### ACTIVITY
Return all lines of the records that contain the word "labels".
═══ EXERCISE DATA
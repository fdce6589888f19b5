//! Input documents: type detection and output-folder derivation.
//!
//! Types are sniffed from magic bytes rather than trusted from extensions;
//! `.epub`, `.docx` and `.odt` are all plain zip archives, and renamed files
//! are common in scanned-book collections.

use crate::error::FigexError;
use serde::{Deserialize, Serialize};
use std::fmt;
use std::io::Read;
use std::path::{Path, PathBuf};
use tracing::debug;

const PDF_MAGIC: &[u8] = b"%PDF";
const DJVU_MAGIC: &[u8] = b"AT&TFORM";
const ZIP_MAGIC: &[u8] = b"PK\x03\x04";
const OLE2_MAGIC: &[u8] = &[0xD0, 0xCF, 0x11, 0xE0, 0xA1, 0xB1, 0x1A, 0xE1];

/// Detected document family.
#[derive(Debug, Clone, Copy, PartialEq, Eq, Hash, Serialize, Deserialize)]
pub enum DocumentKind {
    Pdf,
    Djvu,
    /// Office Open XML, OpenDocument, EPUB or plain zip.
    ZipContainer,
    /// Legacy binary word-processor file (OLE2 compound document).
    LegacyDoc,
    Unknown,
}

impl DocumentKind {
    /// Classify the leading bytes of a file.
    pub fn from_magic(head: &[u8]) -> Self {
        if head.starts_with(PDF_MAGIC) {
            DocumentKind::Pdf
        } else if head.starts_with(DJVU_MAGIC) {
            DocumentKind::Djvu
        } else if head.starts_with(ZIP_MAGIC) {
            DocumentKind::ZipContainer
        } else if head.starts_with(OLE2_MAGIC) {
            DocumentKind::LegacyDoc
        } else {
            DocumentKind::Unknown
        }
    }

    /// Read the first bytes of `path` and classify them.
    pub fn detect(path: &Path) -> std::io::Result<Self> {
        let mut head = [0u8; 8];
        let mut file = std::fs::File::open(path)?;
        let mut filled = 0;
        while filled < head.len() {
            let n = file.read(&mut head[filled..])?;
            if n == 0 {
                break;
            }
            filled += n;
        }
        Ok(Self::from_magic(&head[..filled]))
    }

    pub fn as_str(&self) -> &'static str {
        match self {
            DocumentKind::Pdf => "pdf",
            DocumentKind::Djvu => "djvu",
            DocumentKind::ZipContainer => "zip_container",
            DocumentKind::LegacyDoc => "doc_legacy",
            DocumentKind::Unknown => "unknown",
        }
    }
}

impl fmt::Display for DocumentKind {
    fn fmt(&self, f: &mut fmt::Formatter<'_>) -> fmt::Result {
        f.write_str(self.as_str())
    }
}

/// One input file, immutable for the run.
#[derive(Debug, Clone, PartialEq, Eq, Serialize, Deserialize)]
pub struct Document {
    pub path: PathBuf,
    pub kind: DocumentKind,
    /// `<output_root>/<basename without extension>`.
    pub output_dir: PathBuf,
    /// Probed page count; 0 when unknown.
    pub pages: usize,
}

impl Document {
    /// Validate `path`, sniff its type and derive its output folder.
    ///
    /// `pages` starts at 0; the orchestrator fills it in from a page probe.
    pub fn open(path: impl AsRef<Path>, output_root: &Path) -> Result<Self, FigexError> {
        let path = path.as_ref().to_path_buf();
        if !path.exists() {
            return Err(FigexError::FileNotFound { path });
        }
        let kind = match DocumentKind::detect(&path) {
            Ok(kind) => kind,
            Err(e) if e.kind() == std::io::ErrorKind::PermissionDenied => {
                return Err(FigexError::PermissionDenied { path });
            }
            Err(_) => return Err(FigexError::FileNotFound { path }),
        };
        let output_dir = output_root.join(stem_of(&path));
        debug!("Document {} → {} ({})", path.display(), output_dir.display(), kind);
        Ok(Self {
            path,
            kind,
            output_dir,
            pages: 0,
        })
    }

    pub fn with_pages(mut self, pages: usize) -> Self {
        self.pages = pages;
        self
    }

    /// File name without directory or last extension.
    pub fn stem(&self) -> String {
        stem_of(&self.path)
    }
}

/// Basename with the last extension stripped; falls back to `document`.
pub fn stem_of(path: &Path) -> String {
    path.file_stem()
        .map(|s| s.to_string_lossy().into_owned())
        .filter(|s| !s.is_empty())
        .unwrap_or_else(|| "document".to_string())
}
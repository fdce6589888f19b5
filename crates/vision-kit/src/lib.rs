//! # vision-kit
//!
//! The raster primitives the figure detector composes: grayscale conversion,
//! locally-varying thresholding, square-kernel morphology, external contour
//! boxes, connected-component statistics and Canny edges.
//!
//! The detector in `edgequake-figex` only ever talks to the [`VisionToolkit`]
//! trait. [`ImageprocToolkit`] is the production implementation backed by
//! [`imageproc`]; tests substitute fakes that return scripted boxes and
//! components so the region-proposal and classification logic can be checked
//! without depending on pixel-exact toolkit behaviour.
//!
//! ## Conventions
//!
//! | Concept | Representation |
//! |---------|----------------|
//! | Binary mask | `GrayImage`, foreground = 255, background = 0 |
//! | Box | [`BoundingBox`], half-open: `[x, x + width) × [y, y + height)` |
//! | Connectivity | 8-connected for components, external borders for contours |
//!
//! ## Usage
//!
//! ```rust
//! use image::{DynamicImage, GrayImage, Luma};
//! use vision_kit::{ImageprocToolkit, VisionToolkit};
//!
//! let page = DynamicImage::ImageLuma8(GrayImage::from_pixel(64, 64, Luma([255])));
//! let kit = ImageprocToolkit;
//! let gray = kit.grayscale(&page);
//! let mask = kit.adaptive_threshold_inv(&gray, 25, 15.0);
//! assert!(kit.external_boxes(&mask).is_empty());
//! ```

use image::{DynamicImage, GrayImage, Luma};
use imageproc::contours::{find_contours, BorderType};
use imageproc::distance_transform::Norm;
use imageproc::region_labelling::{connected_components, Connectivity};

// ── Geometry ─────────────────────────────────────────────────────────────────

/// Axis-aligned rectangle in pixel coordinates.
#[derive(Debug, Clone, Copy, PartialEq, Eq, Hash, Default)]
pub struct BoundingBox {
    pub x: u32,
    pub y: u32,
    pub width: u32,
    pub height: u32,
}

impl BoundingBox {
    pub fn new(x: u32, y: u32, width: u32, height: u32) -> Self {
        Self {
            x,
            y,
            width,
            height,
        }
    }

    /// Pixel area (`width × height`).
    pub fn area(&self) -> u64 {
        self.width as u64 * self.height as u64
    }

    /// Exclusive right edge.
    pub fn right(&self) -> u32 {
        self.x + self.width
    }

    /// Exclusive bottom edge.
    pub fn bottom(&self) -> u32 {
        self.y + self.height
    }

    /// True when the box lies entirely inside a `width × height` image.
    pub fn fits_within(&self, width: u32, height: u32) -> bool {
        self.right() <= width && self.bottom() <= height
    }
}

/// Shape statistics of one connected foreground component.
#[derive(Debug, Clone, Copy, PartialEq, Eq, Default)]
pub struct ComponentStats {
    /// Tight bounding box of the component.
    pub bounds: BoundingBox,
    /// Number of foreground pixels in the component.
    pub area: u64,
}

// ── Toolkit trait ────────────────────────────────────────────────────────────

/// The primitive operations the figure detector is allowed to use.
///
/// Implementations must be deterministic: the same input always produces the
/// same output, which is what lets serial and parallel runs agree.
pub trait VisionToolkit: Send + Sync {
    /// Convert any decoded raster to 8-bit single channel.
    fn grayscale(&self, image: &DynamicImage) -> GrayImage;

    /// Gaussian-weighted adaptive threshold, inverted.
    ///
    /// A pixel becomes foreground when it is at least `c` below the weighted
    /// mean of its `block_size × block_size` neighbourhood, so dark marks on a
    /// light page end up white in the mask.
    fn adaptive_threshold_inv(&self, gray: &GrayImage, block_size: u32, c: f32) -> GrayImage;

    /// Dilate with a square `kernel × kernel` structuring element, repeated
    /// `iterations` times.
    fn dilate(&self, mask: &GrayImage, kernel: u32, iterations: u32) -> GrayImage;

    /// Morphological closing with a square `kernel × kernel` element.
    fn close(&self, mask: &GrayImage, kernel: u32) -> GrayImage;

    /// Bounding boxes of the outermost contours in a binary mask.
    fn external_boxes(&self, mask: &GrayImage) -> Vec<BoundingBox>;

    /// Statistics of every 8-connected foreground component (background excluded).
    fn components(&self, mask: &GrayImage) -> Vec<ComponentStats>;

    /// Canny edge map with hysteresis thresholds `low` / `high`.
    fn edges(&self, gray: &GrayImage, low: f32, high: f32) -> GrayImage;

    /// Number of non-zero pixels.
    fn count_nonzero(&self, mask: &GrayImage) -> u64 {
        mask.pixels().filter(|p| p.0[0] != 0).count() as u64
    }
}

// ── imageproc implementation ─────────────────────────────────────────────────

/// Production toolkit backed by [`imageproc`].
#[derive(Debug, Clone, Copy, Default)]
pub struct ImageprocToolkit;

impl VisionToolkit for ImageprocToolkit {
    fn grayscale(&self, image: &DynamicImage) -> GrayImage {
        match image {
            DynamicImage::ImageLuma8(gray) => gray.clone(),
            other => other.to_luma8(),
        }
    }

    fn adaptive_threshold_inv(&self, gray: &GrayImage, block_size: u32, c: f32) -> GrayImage {
        let sigma = gaussian_sigma_for_block(block_size);
        let mean = imageproc::filter::gaussian_blur_f32(gray, sigma);

        let mut out = GrayImage::new(gray.width(), gray.height());
        for (x, y, px) in gray.enumerate_pixels() {
            let threshold = mean.get_pixel(x, y).0[0] as f32 - c;
            if px.0[0] as f32 <= threshold {
                out.put_pixel(x, y, Luma([255]));
            }
        }
        out
    }

    fn dilate(&self, mask: &GrayImage, kernel: u32, iterations: u32) -> GrayImage {
        let radius = (kernel / 2).saturating_mul(iterations);
        if radius == 0 {
            return mask.clone();
        }
        imageproc::morphology::dilate(mask, Norm::LInf, radius.min(u8::MAX as u32) as u8)
    }

    fn close(&self, mask: &GrayImage, kernel: u32) -> GrayImage {
        let radius = kernel / 2;
        if radius == 0 {
            return mask.clone();
        }
        imageproc::morphology::close(mask, Norm::LInf, radius.min(u8::MAX as u32) as u8)
    }

    fn external_boxes(&self, mask: &GrayImage) -> Vec<BoundingBox> {
        find_contours::<i32>(mask)
            .into_iter()
            .filter(|c| c.parent.is_none() && c.border_type == BorderType::Outer)
            .filter_map(|c| {
                let min_x = c.points.iter().map(|p| p.x).min()?;
                let max_x = c.points.iter().map(|p| p.x).max()?;
                let min_y = c.points.iter().map(|p| p.y).min()?;
                let max_y = c.points.iter().map(|p| p.y).max()?;
                Some(BoundingBox::new(
                    min_x.max(0) as u32,
                    min_y.max(0) as u32,
                    (max_x - min_x + 1) as u32,
                    (max_y - min_y + 1) as u32,
                ))
            })
            .collect()
    }

    fn components(&self, mask: &GrayImage) -> Vec<ComponentStats> {
        let labels = connected_components(mask, Connectivity::Eight, Luma([0u8]));

        // label → (min_x, min_y, max_x, max_y, area); label 0 is background.
        let mut extents: Vec<Option<(u32, u32, u32, u32, u64)>> = Vec::new();
        for (x, y, label) in labels.enumerate_pixels() {
            let label = label.0[0] as usize;
            if label == 0 {
                continue;
            }
            if extents.len() < label {
                extents.resize(label, None);
            }
            let slot = &mut extents[label - 1];
            *slot = Some(match *slot {
                None => (x, y, x, y, 1),
                Some((x0, y0, x1, y1, area)) => {
                    (x0.min(x), y0.min(y), x1.max(x), y1.max(y), area + 1)
                }
            });
        }

        extents
            .into_iter()
            .flatten()
            .map(|(x0, y0, x1, y1, area)| ComponentStats {
                bounds: BoundingBox::new(x0, y0, x1 - x0 + 1, y1 - y0 + 1),
                area,
            })
            .collect()
    }

    fn edges(&self, gray: &GrayImage, low: f32, high: f32) -> GrayImage {
        imageproc::edges::canny(gray, low, high)
    }
}

/// Gaussian sigma for an odd block size, using the same rule of thumb as
/// common vision libraries derive from an aperture.
pub fn gaussian_sigma_for_block(block_size: u32) -> f32 {
    let block = block_size.max(3) as f32;
    0.3 * ((block - 1.0) * 0.5 - 1.0) + 0.8
}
══════
### RESPONSE AREA
        let labels = connected_components(mask, Connectivity::Eight, Luma([0u8]));
        for (x, y, label) in labels.enumerate_pixels() {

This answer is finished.